For where I hunt?  Remember the Thermacell because that lets you be still and also lets you wait him out! Learned this one from experience in a swamp bottom with my nephew.
Psalms 118v24: This is the day which the Lord hath made; we will rejoice and be glad in it.

deerbasshunter3

Don't assume that just because you are using a shotgun that you can just point and shoot. I missed my first bird I ever saw by lifting my head. Boy, did I clearly see him fly away in a hurry! Later that day, I shot my first turkey. I think I held my head on the gun for about a minute after I shot him. I wasn't making that mistake again.

Marc

I got into turkey hunting much later in life than I did waterfowling and wing-shooting.

I have really enjoyed the learning process, and I would say it is not those days that I am successful that send me back out into the field, but, it is those days I am "almost" successful.

Getting that bird to come a half a mile, and come almost within range...  Knowing (or thinking) if I had just done this or that I could have had him...  That is what makes me get up again at 3:30 am and leave my wife at home with two small kids...

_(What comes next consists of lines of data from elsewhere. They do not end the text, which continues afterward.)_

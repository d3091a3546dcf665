//! SOCKS5 type definitions
//!
//! Defines the decoded handshake/request messages and the address types
//! used between parsing and connecting.

use super::consts::*;
use crate::error::Socks5Error;
use std::fmt;
use std::net::{IpAddr, Ipv4Addr, Ipv6Addr, SocketAddr};

/// SOCKS5 command types
#[derive(Debug, Clone, Copy, PartialEq, Eq)]
pub enum SocksCommand {
    /// TCP CONNECT - establish a TCP connection to target
    Connect,
    /// TCP BIND - wait for incoming connection (not implemented)
    Bind,
    /// UDP ASSOCIATE - establish UDP relay (not implemented)
    UdpAssociate,
}

impl SocksCommand {
    /// Parse a command byte into SocksCommand
    pub fn from_byte(byte: u8) -> Option<Self> {
        match byte {
            SOCKS5_CMD_TCP_CONNECT => Some(SocksCommand::Connect),
            SOCKS5_CMD_TCP_BIND => Some(SocksCommand::Bind),
            SOCKS5_CMD_UDP_ASSOCIATE => Some(SocksCommand::UdpAssociate),
            _ => None,
        }
    }
}

impl fmt::Display for SocksCommand {
    fn fmt(&self, f: &mut fmt::Formatter<'_>) -> fmt::Result {
        match self {
            SocksCommand::Connect => write!(f, "CONNECT"),
            SocksCommand::Bind => write!(f, "BIND"),
            SocksCommand::UdpAssociate => write!(f, "UDP ASSOCIATE"),
        }
    }
}

/// Method negotiation message sent by the client
#[derive(Debug, Clone, PartialEq, Eq)]
pub struct Handshake {
    /// Protocol version (always 5 once decoded)
    pub version: u8,
    /// Number of offered methods
    pub nmethods: u8,
    /// Offered authentication methods, in client order
    pub methods: Vec<u8>,
}

impl Handshake {
    /// Whether the client offered "no authentication"
    pub fn offers_no_auth(&self) -> bool {
        self.methods.contains(&SOCKS5_AUTH_METHOD_NONE)
    }
}

/// Destination address exactly as it appeared on the wire
#[derive(Debug, Clone, PartialEq, Eq)]
pub enum DestAddr {
    /// ATYP 0x01
    Ipv4(Ipv4Addr),
    /// ATYP 0x04
    Ipv6(Ipv6Addr),
    /// ATYP 0x03, raw name bytes (1..=254 of them)
    Domain(Vec<u8>),
}

/// Connect request sent by the client after negotiation
#[derive(Debug, Clone, PartialEq, Eq)]
pub struct Request {
    /// Protocol version (always 5 once decoded)
    pub version: u8,
    /// Raw command byte
    pub cmd: u8,
    /// Reserved byte, recorded but not enforced
    pub rsv: u8,
    /// Destination address
    pub dst_addr: DestAddr,
    /// Destination port
    pub dst_port: u16,
}

impl Request {
    /// Decoded command, `None` for unknown command bytes
    pub fn command(&self) -> Option<SocksCommand> {
        SocksCommand::from_byte(self.cmd)
    }

    /// Convert the destination into something the resolver can connect to
    ///
    /// Fails when a domain name is not valid UTF-8.
    pub fn target(&self) -> Result<TargetAddr, Socks5Error> {
        match &self.dst_addr {
            DestAddr::Ipv4(ip) => Ok(TargetAddr::ipv4(*ip, self.dst_port)),
            DestAddr::Ipv6(ip) => Ok(TargetAddr::ipv6(*ip, self.dst_port)),
            DestAddr::Domain(name) => match std::str::from_utf8(name) {
                Ok(domain) => Ok(TargetAddr::domain(domain.to_string(), self.dst_port)),
                Err(_) => Err(Socks5Error::InvalidDomain(
                    String::from_utf8_lossy(name).into_owned(),
                )),
            },
        }
    }
}

/// Target address for SOCKS5 requests
///
/// Represents the destination address in a SOCKS5 request.
/// Can be an IP address (v4 or v6) or a domain name.
#[derive(Debug, Clone, PartialEq, Eq)]
pub enum TargetAddr {
    /// IP address with port
    Ip(SocketAddr),
    /// Domain name with port
    Domain(String, u16),
}

impl TargetAddr {
    /// Create a new TargetAddr from an IPv4 address and port
    pub fn ipv4(ip: Ipv4Addr, port: u16) -> Self {
        TargetAddr::Ip(SocketAddr::new(IpAddr::V4(ip), port))
    }

    /// Create a new TargetAddr from an IPv6 address and port
    pub fn ipv6(ip: Ipv6Addr, port: u16) -> Self {
        TargetAddr::Ip(SocketAddr::new(IpAddr::V6(ip), port))
    }

    /// Create a new TargetAddr from a domain name and port
    pub fn domain(domain: String, port: u16) -> Self {
        TargetAddr::Domain(domain, port)
    }
}

impl fmt::Display for TargetAddr {
    fn fmt(&self, f: &mut fmt::Formatter<'_>) -> fmt::Result {
        match self {
            TargetAddr::Ip(addr) => write!(f, "{}", addr),
            TargetAddr::Domain(domain, port) => write!(f, "{}:{}", domain, port),
        }
    }
}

Some great advice given, and I would have a tough time prioritizing on anything being said...  But, I will point out one of my biggest flaws, which is over-calling.  I love hearing that tom get fired up, and the temptation to call is overwhelming...  But, from my limited experience, the more we call, the more that tom expects the hen to meet him half-way...  Showing some interest, but playing a little hard-to-get seems to work much better if I can control my urge to over-call...
Did I do that?

Fly fishermen are born honest, but they get over it.

BABS9

Call from where that bird wants to be! Put your time in scouting and even learn from that bird while your hunting him. If you call from where he wants to be or where he's going it most likely wont take much.

jg

hunting in mo. a while back i got a hot bird double gobbling and it sounded like he was coming in and then nothing, for 30 minutes.I thought he got with some hens and I got up to move only to find out that he was about 5 yards behind me.That one hurt! If you have hunted long at all you will have that bird that slips in silently.These are some of the toughest birds to kill,especially if your not patient.I learned this the hard way.
Ozark beard busters

55esox

Don't call until your in the best position to kill that bird. That could mean relocating for several hours before you call, but once you do it means you pushed your chips in and the game starts.